There’s an observed trend among enterprise users to move to embrace the iPad, now big business is being urged to make serious plans to integrate the device into their IT infrastructure, on strong advice from the Gartner Group.
“It is not usually the role of the CEO to get directly involved in specific technology device decisions, but Apple’s iPad is an exception,” said Stephen Prentice, Gartner Fellow and vice-president.
“It is more than just the latest consumer gadget; and CEOs and business leaders should initiate a dialogue with their CIOs about it if they have not already done so.”
The analysts say the iPad is on course to disrupt the tech ecosystem and to cause some long-held assumptions around technology and the Mac versus WIndows debate to transform.
They believe the iPad will drive 19.5 million unit sales this year, with tablets set to kick to 54.8 million unit sales in 2011, with Apple leading this new charge. Add iPad to Mac sales and Apple is the biggest US PC maker.
Gartner is recommending that IT orgs should introduce at least a basic level of iPad support within their infrastruture, and in doing so the analysts demolish the Mac v PC argument.
“While some IT departments will say they are a ‘Windows shop’, and Apple does not support the enterprise. Organisations need to recognise that there are soft benefits in a device of this type in the quest to improve recruitment and retention.
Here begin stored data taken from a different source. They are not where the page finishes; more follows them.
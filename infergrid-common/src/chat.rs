//! Chat message types shared by the gateway front door and the node agent.

use serde::{Deserialize, Serialize};

/// A single chat message.
#[derive(Debug, Clone, Serialize, Deserialize)]
pub struct ChatMessage {
    /// Message role: "system", "user", or "assistant".
    pub role: String,
    pub content: String,
}

impl ChatMessage {
    pub fn new(role: impl Into<String>, content: impl Into<String>) -> Self {
        Self {
            role: role.into(),
            content: content.into(),
        }
    }
}
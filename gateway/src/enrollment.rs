//! Enrollment tokens that authorize a node to attach to the relay.

use std::time::Duration;

use chrono::{DateTime, Utc};
use jsonwebtoken::{decode, encode, Algorithm, DecodingKey, EncodingKey, Header, Validation};
use rand::Rng;
use serde::{Deserialize, Serialize};
use sha2::{Digest, Sha256};
use thiserror::Error;

// Stable salt so tokens remain verifiable across restarts but never
// across deployments with a different application.
const ENROLL_SALT: &str = "infergrid.enroll.v1";

/// Errors from token verification.
#[derive(Debug, Error)]
pub enum EnrollError {
    #[error("token expired")]
    TokenExpired,
    #[error("invalid token")]
    InvalidToken,
}

/// A short-lived token a node presents when enrolling.
///
/// Tokens are bearer credentials; protect them like passwords. They are
/// stateless and not single-use: any unexpired, correctly signed token can
/// enroll until it expires.
#[derive(Debug, Clone, Serialize)]
pub struct JoinToken {
    pub token: String,
    pub expires_at: DateTime<Utc>,
}

/// Signed claims inside a join token.
#[derive(Debug, Serialize, Deserialize)]
pub struct JoinClaims {
    pub nonce: String,
    pub iat: i64,
    pub exp: i64,
}

/// Issues and verifies join tokens with a process-wide secret.
pub struct EnrollmentAuthority {
    encoding_key: EncodingKey,
    decoding_key: DecodingKey,
    default_ttl: Duration,
}

impl EnrollmentAuthority {
    pub fn new(secret: &str, default_ttl: Duration) -> Self {
        // Derive the signing key from secret and salt so tokens cannot be
        // replayed across deployments sharing a secret by accident.
        let mut hasher = Sha256::new();
        hasher.update(secret.as_bytes());
        hasher.update(ENROLL_SALT.as_bytes());
        let key = hasher.finalize();

        Self {
            encoding_key: EncodingKey::from_secret(&key),
            decoding_key: DecodingKey::from_secret(&key),
            default_ttl,
        }
    }

    /// Create a signed token valid for `ttl` (or the configured default).
    pub fn create_join_token(&self, ttl: Option<Duration>) -> JoinToken {
        let ttl = ttl.unwrap_or(self.default_ttl);
        let now = Utc::now();
        let expires_at = now + chrono::Duration::from_std(ttl).unwrap_or(chrono::Duration::zero());

        let mut nonce_bytes = [0u8; 16];
        rand::thread_rng().fill(&mut nonce_bytes);

        let claims = JoinClaims {
            nonce: hex::encode(nonce_bytes),
            iat: now.timestamp(),
            exp: expires_at.timestamp(),
        };

        let token = encode(&Header::new(Algorithm::HS256), &claims, &self.encoding_key)
            .expect("HS256 signing cannot fail");

        JoinToken { token, expires_at }
    }

    /// Verify a join token and return its claims.
    pub fn verify_join_token(&self, token: &str) -> Result<JoinClaims, EnrollError> {
        let mut validation = Validation::new(Algorithm::HS256);
        validation.leeway = 0;

        let data =
            decode::<JoinClaims>(token, &self.decoding_key, &validation).map_err(|e| match e
                .kind()
            {
                jsonwebtoken::errors::ErrorKind::ExpiredSignature => EnrollError::TokenExpired,
                _ => EnrollError::InvalidToken,
            })?;

        if data.claims.nonce.is_empty() {
            return Err(EnrollError::InvalidToken);
        }
        Ok(data.claims)
    }
}
//! OpenAI-compatible chat completions endpoint.

use std::sync::Arc;

use axum::{
    extract::State,
    http::HeaderMap,
    response::{IntoResponse, Response},
    routing::post,
    Json, Router,
};
use serde::Deserialize;
use serde_json::{json, Value};

use infergrid_common::ChatMessage;

use crate::auth;
use crate::AppState;

#[derive(Debug, Deserialize)]
pub struct ChatCompletionRequest {
    #[serde(default)]
    pub model: Option<String>,
    pub messages: Vec<ChatMessage>,
    /// Accepted for API-shape compatibility; sampling is the node's concern.
    #[serde(default)]
    pub temperature: Option<f32>,
}

/// POST /v1/chat/completions - OpenAI-compatible chat endpoint.
async fn chat_completions(
    State(state): State<Arc<AppState>>,
    headers: HeaderMap,
    Json(request): Json<ChatCompletionRequest>,
) -> Result<Json<Value>, Response> {
    auth::require_api_key(&headers, &state.config.api_key_list())
        .map_err(|e| e.into_response())?;

    let model = request
        .model
        .unwrap_or_else(|| state.config.default_model.clone());

    let data = state
        .dispatcher
        .chat(&model, &request.messages)
        .await
        .map_err(|e| e.into_response())?;

    let content = data
        .get("content")
        .and_then(Value::as_str)
        .unwrap_or_default();

    Ok(Json(json!({
        "id": "infergrid-chat",
        "object": "chat.completion",
        "model": model,
        "choices": [{
            "index": 0,
            "message": {"role": "assistant", "content": content}
        }]
    })))
}

pub fn router(state: Arc<AppState>) -> Router {
    Router::new()
        .route("/v1/chat/completions", post(chat_completions))
        .with_state(state)
}
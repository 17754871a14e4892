//! OpenAI-compatible embeddings endpoint.

use std::sync::Arc;

use axum::{
    extract::State,
    http::HeaderMap,
    response::{IntoResponse, Response},
    routing::post,
    Json, Router,
};
use serde::Deserialize;
use serde_json::{json, Value};

use crate::auth;
use crate::AppState;

#[derive(Debug, Deserialize)]
pub struct EmbeddingsRequest {
    #[serde(default)]
    pub model: Option<String>,
    pub input: String,
}

/// POST /v1/embeddings - OpenAI-compatible embeddings endpoint.
async fn embeddings(
    State(state): State<Arc<AppState>>,
    headers: HeaderMap,
    Json(request): Json<EmbeddingsRequest>,
) -> Result<Json<Value>, Response> {
    auth::require_api_key(&headers, &state.config.api_key_list())
        .map_err(|e| e.into_response())?;

    let model = request
        .model
        .unwrap_or_else(|| state.config.default_embed_model.clone());

    let data = state
        .dispatcher
        .embeddings(&model, &request.input)
        .await
        .map_err(|e| e.into_response())?;

    let vector = data.get("embedding").cloned().unwrap_or_else(|| json!([]));

    Ok(Json(json!({
        "object": "list",
        "model": model,
        "data": [{
            "object": "embedding",
            "index": 0,
            "embedding": vector
        }]
    })))
}

pub fn router(state: Arc<AppState>) -> Router {
    Router::new()
        .route("/v1/embeddings", post(embeddings))
        .with_state(state)
}
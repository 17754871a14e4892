//! Adapter around an Ollama-style HTTP runtime.

use reqwest::Client;
use serde::{Deserialize, Serialize};

use infergrid_common::ChatMessage;

use crate::error::{Error, Result};

/// Minimal client for the local inference runtime.
pub struct LocalRuntime {
    client: Client,
    base_url: String,
}

// ============================================================================
// Runtime API types
// ============================================================================

#[derive(Debug, Serialize)]
struct RuntimeChatRequest<'a> {
    model: &'a str,
    messages: &'a [ChatMessage],
    stream: bool,
}

#[derive(Debug, Deserialize)]
struct RuntimeChatResponse {
    #[serde(default)]
    message: Option<RuntimeResponseMessage>,
}

#[derive(Debug, Deserialize)]
struct RuntimeResponseMessage {
    #[serde(default)]
    content: Option<String>,
}

#[derive(Debug, Serialize)]
struct RuntimeEmbeddingsRequest<'a> {
    model: &'a str,
    prompt: &'a str,
}

#[derive(Debug, Deserialize)]
struct RuntimeEmbeddingsResponse {
    #[serde(default)]
    embedding: Vec<f64>,
}

/// Response from /api/tags endpoint.
#[derive(Debug, Deserialize)]
struct RuntimeTagsResponse {
    #[serde(default)]
    models: Vec<RuntimeModelInfo>,
}

#[derive(Debug, Deserialize)]
struct RuntimeModelInfo {
    #[serde(default)]
    name: Option<String>,
}

impl LocalRuntime {
    pub fn new(base_url: &str) -> Self {
        Self {
            client: Client::builder()
                .timeout(std::time::Duration::from_secs(120))
                .build()
                .expect("Failed to create HTTP client"),
            base_url: base_url.trim_end_matches('/').to_string(),
        }
    }

    /// Run a non-streaming chat turn and return the assistant content.
    pub async fn chat(&self, model: &str, messages: &[ChatMessage]) -> Result<String> {
        let url = format!("{}/api/chat", self.base_url);
        let request = RuntimeChatRequest {
            model,
            messages,
            stream: false,
        };

        let response = self
            .client
            .post(&url)
            .json(&request)
            .send()
            .await
            .map_err(|e| Error::Communication(e.to_string()))?;
        let body: RuntimeChatResponse = read_json(response).await?;

        Ok(body
            .message
            .and_then(|m| m.content)
            .unwrap_or_default())
    }

    /// Embed a single input string.
    pub async fn embeddings(&self, model: &str, input: &str) -> Result<Vec<f64>> {
        let url = format!("{}/api/embeddings", self.base_url);
        let request = RuntimeEmbeddingsRequest {
            model,
            prompt: input,
        };

        let response = self
            .client
            .post(&url)
            .json(&request)
            .send()
            .await
            .map_err(|e| Error::Communication(e.to_string()))?;
        let body: RuntimeEmbeddingsResponse = read_json(response).await?;

        Ok(body.embedding)
    }

    /// List model names, best-effort: failures yield an empty list.
    pub async fn list_models(&self) -> Vec<String> {
        let url = format!("{}/api/tags", self.base_url);

        let response = match self.client.get(&url).send().await {
            Ok(response) => response,
            Err(e) => {
                tracing::debug!("Model listing failed: {}", e);
                return vec![];
            }
        };
        let body: RuntimeTagsResponse = match read_json(response).await {
            Ok(body) => body,
            Err(e) => {
                tracing::debug!("Model listing failed: {}", e);
                return vec![];
            }
        };

        body.models.into_iter().filter_map(|m| m.name).collect()
    }
}

async fn read_json<T: serde::de::DeserializeOwned>(response: reqwest::Response) -> Result<T> {
    if !response.status().is_success() {
        let status = response.status();
        let body = response.text().await.unwrap_or_default();
        return Err(Error::Runtime(format!("HTTP {}: {}", status, body)));
    }
    response
        .json()
        .await
        .map_err(|e| Error::Communication(e.to_string()))
}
Technology is not always about productivity.”
Gartner is urging creative approaches to iPad deployment, “because the iPad has the potential to be hugly disruptive to the business models and markets of many enterprises.”
They see it impacting in consumer markets, book and magazine publishing, architects offices, estate agents/realtors, education, financial markets, sales, healthcare, retail, hospitality, air travel and many other industries.
This is a remarkable report from usually conservative analysts, Gartner, particularly the conclusion in which Prentice says, “While there are no certainties, the iPad looks set to become a market-disrupting device, like the iPod before it. Even if you think it is just a passing fad, the cost of early action is low, while the price of delay may well be extremely high.”